Pío Baraja y el desastre del 98

A los pocos días de llegar a Madrid, Andrés se encontró con la sorpresa desagradable de que se iba a declarar la guerra a los Estados Unidos. Había alborotos, manifestaciones en las calles, música patriótica a todo pasto. Andrés no había seguido en los periódicos aquella cuestión de las guerras coloniales, no sabía a punto fijo de qué se trataba. Su único criterio era el de la criada vieja de Dorotea, que solía cantar a voz en grito, mientras lavaba, esta canción:

Parece mentira que por unos mulatos

estemos pasando tan malitos ratos;

a Cuba se llevan la flor de la España

y aquí no se queda más que la morralla.

Todas las opiniones de Andrés acerca de la guerra estaban condensadas en este cantar de la vieja criada. Al ver el cariz que tomaba el asunto y la intervención de los Estados Unidos, Andrés quedó asombrado. En todas partes no se hablaba más que de la posibilidad del éxito o del fracaso. El padre de Hurtado creía en la victoria española; pero en una victoria sin esfuerzo; los yanquis, que eran todos vendedores de tocino, al ver a los primeros soldados españoles dejarían las armas y echarían a correr (…).

Los periódicos no decían más que necedades y bravuconadas: los yanquis no estaban preparados para la guerra; no tenían ni uniformes para sus soldados. En el país de las máquinas de coser, el hacer unos cuantos uniformes era un conflicto enorme, según se decía en Madrid.

Para colmo de ridiculez, hubo un mensaje de Castelar a los yanquis. Cierto que no tenía las proporciones bufo-grandilocuentes del manifiesto de Victor Hugo a los alemanes para que respetaran París; pero era bastante para que los españoles de buen sentido pudieran sentir toda la vacuidad de sus grandes hombres.

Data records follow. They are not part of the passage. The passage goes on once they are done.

// src/db.rs
use chrono::{NaiveDate, Utc};
use rusqlite::{params, Connection, OptionalExtension, Row};
use std::path::{Path, PathBuf};
use thiserror::Error;
use tracing::{debug, info, warn};
use uuid::Uuid;

use crate::auth::SessionHub;
use crate::model::{ActivityLog, LogId, NewActivityLog};
use crate::store::{
    AuthClient, OAuthProvider, RecordStore, Session, SessionCallback, SignIn, SignInProof,
    StoreError,
};

/// Owner of records logged before anyone signs in.
pub const LOCAL_USER_ID: &str = "local";

const DB_FILE_NAME: &str = "gym-log.sqlite";
const APP_DATA_DIR: &str = "gym-log";
const DATA_ENV_VAR: &str = "GYM_LOG_DATA_DIR";

#[derive(Error, Debug)]
pub enum DataDirError {
    #[error("Failed to get application data directory")]
    DataDir,
    #[error("I/O error creating data directory: {0}")]
    Io(#[from] std::io::Error),
}

/// Directory holding the database and the saved session. Created if missing.
pub fn get_data_dir() -> Result<PathBuf, DataDirError> {
    let app_dir = match std::env::var(DATA_ENV_VAR) {
        Ok(dir) => PathBuf::from(dir),
        Err(_) => dirs::data_dir().ok_or(DataDirError::DataDir)?.join(APP_DATA_DIR),
    };
    if !app_dir.exists() {
        std::fs::create_dir_all(&app_dir)?;
    }
    Ok(app_dir)
}

pub fn get_db_path() -> Result<PathBuf, DataDirError> {
    Ok(get_data_dir()?.join(DB_FILE_NAME))
}

/// Initializes the database tables if they don't exist.
pub fn init(conn: &Connection) -> Result<(), rusqlite::Error> {
    conn.execute(
        "CREATE TABLE IF NOT EXISTS users (
            id TEXT PRIMARY KEY,
            email TEXT NOT NULL UNIQUE COLLATE NOCASE
        )",
        [],
    )?;

    conn.execute(
        "CREATE TABLE IF NOT EXISTS activity_logs (
            seq INTEGER PRIMARY KEY AUTOINCREMENT, -- insertion order, breaks ties within a date
            id TEXT NOT NULL UNIQUE,
            user_id TEXT NOT NULL,
            date TEXT NOT NULL,                    -- YYYY-MM-DD
            activity_ids TEXT NOT NULL DEFAULT '[]', -- JSON array of tag ids
            is_cardio INTEGER NOT NULL DEFAULT 0,
            cardio_time REAL,
            cardio_distance REAL
        )",
        [],
    )?;

    conn.execute(
        "CREATE INDEX IF NOT EXISTS idx_activity_logs_user_date ON activity_logs (user_id, date)",
        [],
    )?;

    Ok(())
}

fn map_row_to_log(row: &Row) -> Result<ActivityLog, rusqlite::Error> {
    let id: String = row.get(0)?;
    let date: NaiveDate = row.get(1)?;
    let tags_json: String = row.get(2)?;
    let is_cardio: bool = row.get(3)?;
    let cardio_time: Option<f64> = row.get(4)?;
    let cardio_distance: Option<f64> = row.get(5)?;

    let activity_ids = match serde_json::from_str::<Vec<String>>(&tags_json) {
        Ok(tags) => tags,
        Err(e) => {
            // Don't fail the whole listing over one bad row
            warn!(id = %id, "Unreadable activity_ids '{}': {}. Treating as no tags.", tags_json, e);
            Vec::new()
        }
    };

    Ok(ActivityLog {
        id: LogId::new(id),
        date,
        activity_ids,
        is_cardio,
        cardio_time,
        cardio_distance,
    })
}

fn tags_to_json(tags: &[String]) -> Result<String, StoreError> {
    Ok(serde_json::to_string(tags)?)
}

/// Local record store backed by SQLite.
pub struct SqliteStore {
    conn: Connection,
    sessions: SessionHub,
}

impl SqliteStore {
    pub fn new(conn: Connection, sessions: SessionHub) -> Result<Self, StoreError> {
        init(&conn)?;
        Ok(Self { conn, sessions })
    }

    pub fn open<P: AsRef<Path>>(path: P, sessions: SessionHub) -> Result<Self, StoreError> {
        let conn = Connection::open(path)?;
        Self::new(conn, sessions)
    }

    pub fn open_in_memory() -> Result<Self, StoreError> {
        Self::new(Connection::open_in_memory()?, SessionHub::in_memory())
    }

    pub fn connection(&self) -> &Connection {
        &self.conn
    }

    fn user_id(&self) -> &str {
        self.sessions
            .current()
            .map_or(LOCAL_USER_ID, |session| session.user_id.as_str())
    }

    fn find_or_create_user(&self, email: &str) -> Result<String, StoreError> {
        let existing: Option<String> = self
            .conn
            .query_row(
                "SELECT id FROM users WHERE email = ?1",
                params![email],
                |row| row.get(0),
            )
            .optional()?;

        if let Some(id) = existing {
            return Ok(id);
        }

        let id = Uuid::new_v4().to_string();
        self.conn
            .execute("INSERT INTO users (id, email) VALUES (?1, ?2)", params![id, email])?;
        info!(user_id = %id, "Created local user for {}", email);
        Ok(id)
    }
}

impl RecordStore for SqliteStore {
    fn list(&self) -> Result<Vec<ActivityLog>, StoreError> {
        let user_id = self.user_id();
        debug!(user_id, "Listing activity logs");
        let mut stmt = self.conn.prepare(
            "SELECT id, date, activity_ids, is_cardio, cardio_time, cardio_distance
             FROM activity_logs
             WHERE user_id = ?1
             ORDER BY date DESC, seq DESC",
        )?;
        let rows = stmt.query_map(params![user_id], map_row_to_log)?;

        let mut logs = Vec::new();
        for row in rows {
            logs.push(row?);
        }
        Ok(logs)
    }

    fn insert(&mut self, log: NewActivityLog) -> Result<LogId, StoreError> {
        let id = Uuid::new_v4().to_string();
        self.conn.execute(
            "INSERT INTO activity_logs (id, user_id, date, activity_ids, is_cardio, cardio_time, cardio_distance)
             VALUES (?1, ?2, ?3, ?4, ?5, ?6, ?7)",
            params![
                id,
                self.user_id(),
                log.date,
                tags_to_json(&log.activity_ids)?,
                log.is_cardio,
                log.cardio_time,
                log.cardio_distance,
            ],
        )?;
        info!(id = %id, date = %log.date, "Inserted activity log");
        Ok(LogId::new(id))
    }

    fn update(&mut self, id: &LogId, log: NewActivityLog) -> Result<(), StoreError> {
        let rows_affected = self.conn.execute(
            "UPDATE activity_logs
             SET date = ?1, activity_ids = ?2, is_cardio = ?3, cardio_time = ?4, cardio_distance = ?5
             WHERE id = ?6 AND user_id = ?7",
            params![
                log.date,
                tags_to_json(&log.activity_ids)?,
                log.is_cardio,
                log.cardio_time,
                log.cardio_distance,
                id.as_str(),
                self.user_id(),
            ],
        )?;

        if rows_affected == 0 {
            return Err(StoreError::NotFound(id.clone()));
        }
        info!(id = %id, "Updated activity log");
        Ok(())
    }

    fn delete(&mut self, id: &LogId) -> Result<(), StoreError> {
        let rows_affected = self.conn.execute(
            "DELETE FROM activity_logs WHERE id = ?1 AND user_id = ?2",
            params![id.as_str(), self.user_id()],
        )?;

        if rows_affected == 0 {
            return Err(StoreError::NotFound(id.clone()));
        }
        info!(id = %id, "Deleted activity log");
        Ok(())
    }
}

impl AuthClient for SqliteStore {
    fn sign_in_with_oauth(&mut self, _provider: OAuthProvider) -> Result<SignIn, StoreError> {
        Err(StoreError::Unsupported("OAuth sign-in"))
    }

    /// There is no mail server locally: the address alone selects the account.
    fn sign_in_with_email_link(&mut self, email: &str) -> Result<SignIn, StoreError> {
        let email = email.trim();
        if email.is_empty() || !email.contains('@') {
            return Err(StoreError::InvalidSignIn(format!("'{email}' is not an email address")));
        }
        let user_id = self.find_or_create_user(email)?;
        let session = Session {
            user_id,
            email: Some(email.to_string()),
            access_token: None,
            refresh_token: None,
            signed_in_at: Utc::now(),
        };
        self.sessions.set(Some(session.clone()))?;
        Ok(SignIn::SignedIn(session))
    }

    fn complete_sign_in(&mut self, _proof: SignInProof) -> Result<Session, StoreError> {
        Err(StoreError::Unsupported("Completing a pending sign-in"))
    }

    fn sign_out(&mut self) -> Result<(), StoreError> {
        self.sessions.set(None)
    }

    fn session(&self) -> Option<&Session> {
        self.sessions.current()
    }

    fn on_session_change(&mut self, callback: SessionCallback) {
        self.sessions.subscribe(callback);
    }
}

Andrés siguió los preparativos de la guerra con una emoción intensa.

Los periódicos traían cálculos completamente falsos. Andrés llegó a creer que había alguna razón para los optimismos. Días antes de la derrota encontró a Iturroz en la calle.

-¿Qué le parece a usted esto? –le preguntó

-Estamos perdidos.

-¿Pero si dicen que estamos preparados?

-Sí, preparados para la derrota. Sólo a ese chino que los españoles consideramos como el colmo de la candidez se le pueden decir las cosas que nos están diciendo los periódicos.

-Hombre, yo no veo eso.

-Pues no hay más que tener ojos en la cara y comparar la fuerza de las escuadras. Tú, fíjate: nosotros tenemos en Santiago de Cuba seis barcos viejos, malos y de poca velocidad; ellos tienen veintiuno, casi todos nuevos, bien acorazados y de mayor velocidad. Los seis nuestros, en conjunto, desplazan aproximadamente veintiocho mil toneladas; los seis primeros suyos, setenta mil. Con dos de sus barcos pueden echar a pique toda nuestra escuadra; con veintiuno no van a tener sitio donde apuntar.

-¿De manera que usted cree que vamos a la derrota?

-No a la derrota, a una cacería. Si alguno de nuestros barcos puede salvarse, será una gran cosa.

Andrés pensó que Iturrioz podía engañarse; pero pronto los acontecimientos le dieron la razón. El desastre había sido como decía él: una cacería, una cosa ridícula.

A Andrés le indignó la indiferencia de la gente al saber la noticia. Al menos él había creído que el español, inepto para la ciencia y la civilización, era un patriota exaltado, y se encontraba que no; después del desastre de las dos pequeñas escuadras españolas en Cuba y Filipinas, todo el mundo iba al teatro y a los toros tan tranquilo; aquellas manifestaciones y gritos habían sido espuma, humo de paja, nada.